WHAT THE EXERCISE ASKS: Given the entries below, please return each one exactly.
** Opening DATASET CONTENT block **
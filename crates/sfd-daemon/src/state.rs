//! Shared runtime state for sfd-daemon.
//!
//! Handlers receive `State<Arc<AppState>>` from Axum; this module owns
//! nothing async itself apart from the heartbeat task.

use std::collections::BTreeMap;
use std::sync::Arc;
use std::time::Duration;

use chrono::{DateTime, Utc};
use serde::{Deserialize, Serialize};
use sfd_orders::{AcceptedUpdate, OrderStatus, WorkflowRegistry, WorkflowValidator};
use tokio::sync::{broadcast, RwLock};

use crate::settings::DaemonSettings;

// ---------------------------------------------------------------------------
// BusMsg: SSE event bus payload
// ---------------------------------------------------------------------------

/// Messages broadcast over the internal event bus and surfaced as SSE events.
#[derive(Clone, Debug, Serialize, Deserialize)]
#[serde(tag = "type", rename_all = "snake_case")]
pub enum BusMsg {
    Heartbeat { ts_millis: i64 },
    OrderStatus(StatusChangeEvent),
    LogLine { level: String, msg: String },
}

#[derive(Clone, Debug, PartialEq, Eq, Serialize, Deserialize)]
pub struct StatusChangeEvent {
    pub order_id: String,
    pub from: OrderStatus,
    pub to: OrderStatus,
    pub at_utc: DateTime<Utc>,
}

// ---------------------------------------------------------------------------
// BuildInfo
// ---------------------------------------------------------------------------

#[derive(Clone, Debug)]
pub struct BuildInfo {
    pub service: &'static str,
    pub version: &'static str,
}

// ---------------------------------------------------------------------------
// OrderRecord
// ---------------------------------------------------------------------------

/// One applied status change.
#[derive(Clone, Debug, PartialEq, Eq, Serialize, Deserialize)]
pub struct StatusChange {
    pub from: OrderStatus,
    pub to: OrderStatus,
    pub at_utc: DateTime<Utc>,
    pub notes: Option<String>,
}

/// The daemon's view of an order. In-memory only.
#[derive(Clone, Debug, PartialEq, Eq, Serialize, Deserialize)]
pub struct OrderRecord {
    pub order_id: String,
    /// Tenant whose workflow governs this order (`None` = default workflow).
    pub tenant: Option<String>,
    pub status: OrderStatus,
    pub tracking_number: Option<String>,
    pub tracking_url: Option<String>,
    pub notes: Option<String>,
    pub created_at_utc: DateTime<Utc>,
    pub updated_at_utc: DateTime<Utc>,
    pub history: Vec<StatusChange>,
}

impl OrderRecord {
    pub fn new(order_id: impl Into<String>, tenant: Option<String>, now: DateTime<Utc>) -> Self {
        Self {
            order_id: order_id.into(),
            tenant,
            status: OrderStatus::Pending,
            tracking_number: None,
            tracking_url: None,
            notes: None,
            created_at_utc: now,
            updated_at_utc: now,
            history: Vec::new(),
        }
    }

    /// Apply an update that already passed the workflow check.
    ///
    /// Optional fields only overwrite when supplied. Returns the change
    /// event when the status actually moved.
    pub fn apply(&mut self, upd: &AcceptedUpdate, now: DateTime<Utc>) -> Option<StatusChangeEvent> {
        if upd.tracking_number.is_some() {
            self.tracking_number = upd.tracking_number.clone();
        }
        if upd.tracking_url.is_some() {
            self.tracking_url = upd.tracking_url.clone();
        }
        if upd.notes.is_some() {
            self.notes = upd.notes.clone();
        }
        self.updated_at_utc = now;

        if upd.is_noop() {
            return None;
        }

        self.status = upd.to;
        self.history.push(StatusChange {
            from: upd.from,
            to: upd.to,
            at_utc: now,
            notes: upd.notes.clone(),
        });

        Some(StatusChangeEvent {
            order_id: self.order_id.clone(),
            from: upd.from,
            to: upd.to,
            at_utc: now,
        })
    }
}

// ---------------------------------------------------------------------------
// AppState
// ---------------------------------------------------------------------------

/// Cloneable (Arc) handle shared across all Axum handlers.
#[derive(Clone)]
pub struct AppState {
    /// Broadcast bus for SSE.
    pub bus: broadcast::Sender<BusMsg>,
    pub build: BuildInfo,
    /// Immutable after boot.
    pub workflows: Arc<WorkflowRegistry>,
    /// Hash of the config the daemon booted with (empty = no config).
    pub config_hash: String,
    /// Orders keyed by id.
    pub orders: Arc<RwLock<BTreeMap<String, OrderRecord>>>,
}

impl Default for AppState {
    fn default() -> Self {
        Self::new()
    }
}

impl AppState {
    /// Standard workflow, default settings.
    pub fn new() -> Self {
        Self::from_settings(&DaemonSettings::default())
    }

    pub fn from_settings(settings: &DaemonSettings) -> Self {
        let (bus, _rx) = broadcast::channel::<BusMsg>(settings.event_buffer.max(1));
        Self {
            bus,
            build: BuildInfo {
                service: "sfd-daemon",
                version: env!("CARGO_PKG_VERSION"),
            },
            workflows: Arc::new(settings.workflows.clone()),
            config_hash: settings.config_hash.clone(),
            orders: Arc::new(RwLock::new(BTreeMap::new())),
        }
    }

    pub fn validator_for(&self, tenant: Option<&str>) -> &WorkflowValidator {
        self.workflows.for_tenant(tenant)
    }
}

// ---------------------------------------------------------------------------
// Helpers
// ---------------------------------------------------------------------------

/// Seconds since first call (process lifetime).
pub fn uptime_secs() -> u64 {
    static START: std::sync::OnceLock<std::time::Instant> = std::sync::OnceLock::new();
    START
        .get_or_init(std::time::Instant::now)
        .elapsed()
        .as_secs()
}

/// Spawn a background task that emits a heartbeat SSE every `interval`.
pub fn spawn_heartbeat(bus: broadcast::Sender<BusMsg>, interval: Duration) {
    tokio::spawn(async move {
        let mut ticker = tokio::time::interval(interval);
        loop {
            ticker.tick().await;
            let ts = Utc::now().timestamp_millis();
            let _ = bus.send(BusMsg::Heartbeat { ts_millis: ts });
        }
    });
}

#[cfg(test)]
mod tests {
    use super::*;

    fn accepted(from: OrderStatus, to: OrderStatus, notes: Option<&str>) -> AcceptedUpdate {
        AcceptedUpdate {
            from,
            to,
            tracking_number: None,
            tracking_url: None,
            notes: notes.map(str::to_string),
        }
    }

    #[test]
    fn noop_update_keeps_history_and_emits_nothing() {
        let now = Utc::now();
        let mut rec = OrderRecord::new("o-1", None, now);
        let ev = rec.apply(
            &accepted(OrderStatus::Pending, OrderStatus::Pending, Some("called")),
            now,
        );
        assert!(ev.is_none());
        assert!(rec.history.is_empty());
        assert_eq!(rec.notes.as_deref(), Some("called"));
    }

    #[test]
    fn status_move_records_history() {
        let now = Utc::now();
        let mut rec = OrderRecord::new("o-1", None, now);
        let ev = rec
            .apply(&accepted(OrderStatus::Pending, OrderStatus::Confirmed, None), now)
            .unwrap();
        assert_eq!(ev.to, OrderStatus::Confirmed);
        assert_eq!(rec.status, OrderStatus::Confirmed);
        assert_eq!(rec.history.len(), 1);
    }

    #[test]
    fn bus_messages_are_type_tagged() {
        let ev = StatusChangeEvent {
            order_id: "o-1".to_string(),
            from: OrderStatus::Shipped,
            to: OrderStatus::Delivered,
            at_utc: Utc::now(),
        };
        let v = serde_json::to_value(BusMsg::OrderStatus(ev)).unwrap();
        assert_eq!(v["type"], "order_status");
        assert_eq!(v["order_id"], "o-1");
        assert_eq!(v["to"], "delivered");

        let v = serde_json::to_value(BusMsg::Heartbeat { ts_millis: 7 }).unwrap();
        assert_eq!(v, serde_json::json!({"type": "heartbeat", "ts_millis": 7}));
    }
}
** Closing DATASET CONTENT block **
RESULT BELOW:
filename crates/sfd-daemon/src/state.rs
//! Shared runtime state for sfd-daemon.
//!
//! Handlers receive `State<Arc<AppState>>` from Axum; this module owns
//! nothing async itself apart from the heartbeat task.

use std::collections::BTreeMap;
use std::sync::Arc;
use std::time::Duration;

use chrono::{DateTime, Utc};
use serde::{Deserialize, Serialize};
use sfd_orders::{AcceptedUpdate, OrderStatus, WorkflowRegistry, WorkflowValidator};
use tokio::sync::{broadcast, RwLock};

use crate::settings::DaemonSettings;

// ---------------------------------------------------------------------------
// BusMsg: SSE event bus payload
// ---------------------------------------------------------------------------

/// Messages broadcast over the internal event bus and surfaced as SSE events.
#[derive(Clone, Debug, Serialize, Deserialize)]
#[serde(tag = "type", rename_all = "snake_case")]
pub enum BusMsg {
    Heartbeat { ts_millis: i64 },
    OrderStatus(StatusChangeEvent),
    LogLine { level: String, msg: String },
}

#[derive(Clone, Debug, PartialEq, Eq, Serialize, Deserialize)]
pub struct StatusChangeEvent {
    pub order_id: String,
    pub from: OrderStatus,
    pub to: OrderStatus,
    pub at_utc: DateTime<Utc>,
}

// ---------------------------------------------------------------------------
// BuildInfo
// ---------------------------------------------------------------------------

#[derive(Clone, Debug)]
pub struct BuildInfo {
    pub service: &'static str,
    pub version: &'static str,
}

// ---------------------------------------------------------------------------
// OrderRecord
// ---------------------------------------------------------------------------

/// One applied status change.
#[derive(Clone, Debug, PartialEq, Eq, Serialize, Deserialize)]
pub struct StatusChange {
    pub from: OrderStatus,
    pub to: OrderStatus,
    pub at_utc: DateTime<Utc>,
    pub notes: Option<String>,
}

/// The daemon's view of an order. In-memory only.
#[derive(Clone, Debug, PartialEq, Eq, Serialize, Deserialize)]
pub struct OrderRecord {
    pub order_id: String,
    /// Tenant whose workflow governs this order (`None` = default workflow).
    pub tenant: Option<String>,
    pub status: OrderStatus,
    pub tracking_number: Option<String>,
    pub tracking_url: Option<String>,
    pub notes: Option<String>,
    pub created_at_utc: DateTime<Utc>,
    pub updated_at_utc: DateTime<Utc>,
    pub history: Vec<StatusChange>,
}

impl OrderRecord {
    pub fn new(order_id: impl Into<String>, tenant: Option<String>, now: DateTime<Utc>) -> Self {
        Self {
            order_id: order_id.into(),
            tenant,
            status: OrderStatus::Pending,
            tracking_number: None,
            tracking_url: None,
            notes: None,
            created_at_utc: now,
            updated_at_utc: now,
            history: Vec::new(),
        }
    }

    /// Apply an update that already passed the workflow check.
    ///
    /// Optional fields only overwrite when supplied. Returns the change
    /// event when the status actually moved.
    pub fn apply(&mut self, upd: &AcceptedUpdate, now: DateTime<Utc>) -> Option<StatusChangeEvent> {
        if upd.tracking_number.is_some() {
            self.tracking_number = upd.tracking_number.clone();
        }
        if upd.tracking_url.is_some() {
            self.tracking_url = upd.tracking_url.clone();
        }
        if upd.notes.is_some() {
            self.notes = upd.notes.clone();
        }
        self.updated_at_utc = now;

        if upd.is_noop() {
            return None;
        }

        self.status = upd.to;
        self.history.push(StatusChange {
            from: upd.from,
            to: upd.to,
            at_utc: now,
            notes: upd.notes.clone(),
        });

        Some(StatusChangeEvent {
            order_id: self.order_id.clone(),
            from: upd.from,
            to: upd.to,
            at_utc: now,
        })
    }
}

// ---------------------------------------------------------------------------
// AppState
// ---------------------------------------------------------------------------

/// Cloneable (Arc) handle shared across all Axum handlers.
#[derive(Clone)]
pub struct AppState {
    /// Broadcast bus for SSE.
    pub bus: broadcast::Sender<BusMsg>,
    pub build: BuildInfo,
    /// Immutable after boot.
    pub workflows: Arc<WorkflowRegistry>,
    /// Hash of the config the daemon booted with (empty = no config).
    pub config_hash: String,
    /// Orders keyed by id.
    pub orders: Arc<RwLock<BTreeMap<String, OrderRecord>>>,
}

impl Default for AppState {
    fn default() -> Self {
        Self::new()
    }
}

impl AppState {
    /// Standard workflow, default settings.
    pub fn new() -> Self {
        Self::from_settings(&DaemonSettings::default())
    }

    pub fn from_settings(settings: &DaemonSettings) -> Self {
        let (bus, _rx) = broadcast::channel::<BusMsg>(settings.event_buffer.max(1));
        Self {
            bus,
            build: BuildInfo {
                service: "sfd-daemon",
                version: env!("CARGO_PKG_VERSION"),
            },
            workflows: Arc::new(settings.workflows.clone()),
            config_hash: settings.config_hash.clone(),
            orders: Arc::new(RwLock::new(BTreeMap::new())),
        }
    }

    pub fn validator_for(&self, tenant: Option<&str>) -> &WorkflowValidator {
        self.workflows.for_tenant(tenant)
    }
}

// ---------------------------------------------------------------------------
// Helpers
// ---------------------------------------------------------------------------

/// Seconds since first call (process lifetime).
pub fn uptime_secs() -> u64 {
    static START: std::sync::OnceLock<std::time::Instant> = std::sync::OnceLock::new();
    START
        .get_or_init(std::time::Instant::now)
        .elapsed()
        .as_secs()
}

/// Spawn a background task that emits a heartbeat SSE every `interval`.
pub fn spawn_heartbeat(bus: broadcast::Sender<BusMsg>, interval: Duration) {
    tokio::spawn(async move {
        let mut ticker = tokio::time::interval(interval);
        loop {
            ticker.tick().await;
            let ts = Utc::now().timestamp_millis();
            let _ = bus.send(BusMsg::Heartbeat { ts_millis: ts });
        }
    });
}

#[cfg(test)]
mod tests {
    use super::*;

    fn accepted(from: OrderStatus, to: OrderStatus, notes: Option<&str>) -> AcceptedUpdate {
        AcceptedUpdate {
            from,
            to,
            tracking_number: None,
            tracking_url: None,
            notes: notes.map(str::to_string),
        }
    }

    #[test]
    fn noop_update_keeps_history_and_emits_nothing() {
        let now = Utc::now();
        let mut rec = OrderRecord::new("o-1", None, now);
        let ev = rec.apply(
            &accepted(OrderStatus::Pending, OrderStatus::Pending, Some("called")),
            now,
        );
        assert!(ev.is_none());
        assert!(rec.history.is_empty());
        assert_eq!(rec.notes.as_deref(), Some("called"));
    }

    #[test]
    fn status_move_records_history() {
        let now = Utc::now();
        let mut rec = OrderRecord::new("o-1", None, now);
        let ev = rec
            .apply(&accepted(OrderStatus::Pending, OrderStatus::Confirmed, None), now)
            .unwrap();
        assert_eq!(ev.to, OrderStatus::Confirmed);
        assert_eq!(rec.status, OrderStatus::Confirmed);
        assert_eq!(rec.history.len(), 1);
    }

    #[test]
    fn bus_messages_are_type_tagged() {
        let ev = StatusChangeEvent {
            order_id: "o-1".to_string(),
            from: OrderStatus::Shipped,
            to: OrderStatus::Delivered,
            at_utc: Utc::now(),
        };
        let v = serde_json::to_value(BusMsg::OrderStatus(ev)).unwrap();
        assert_eq!(v["type"], "order_status");
        assert_eq!(v["order_id"], "o-1");
        assert_eq!(v["to"], "delivered");

        let v = serde_json::to_value(BusMsg::Heartbeat { ts_millis: 7 }).unwrap();
        assert_eq!(v, serde_json::json!({"type": "heartbeat", "ts_millis": 7}));
    }
}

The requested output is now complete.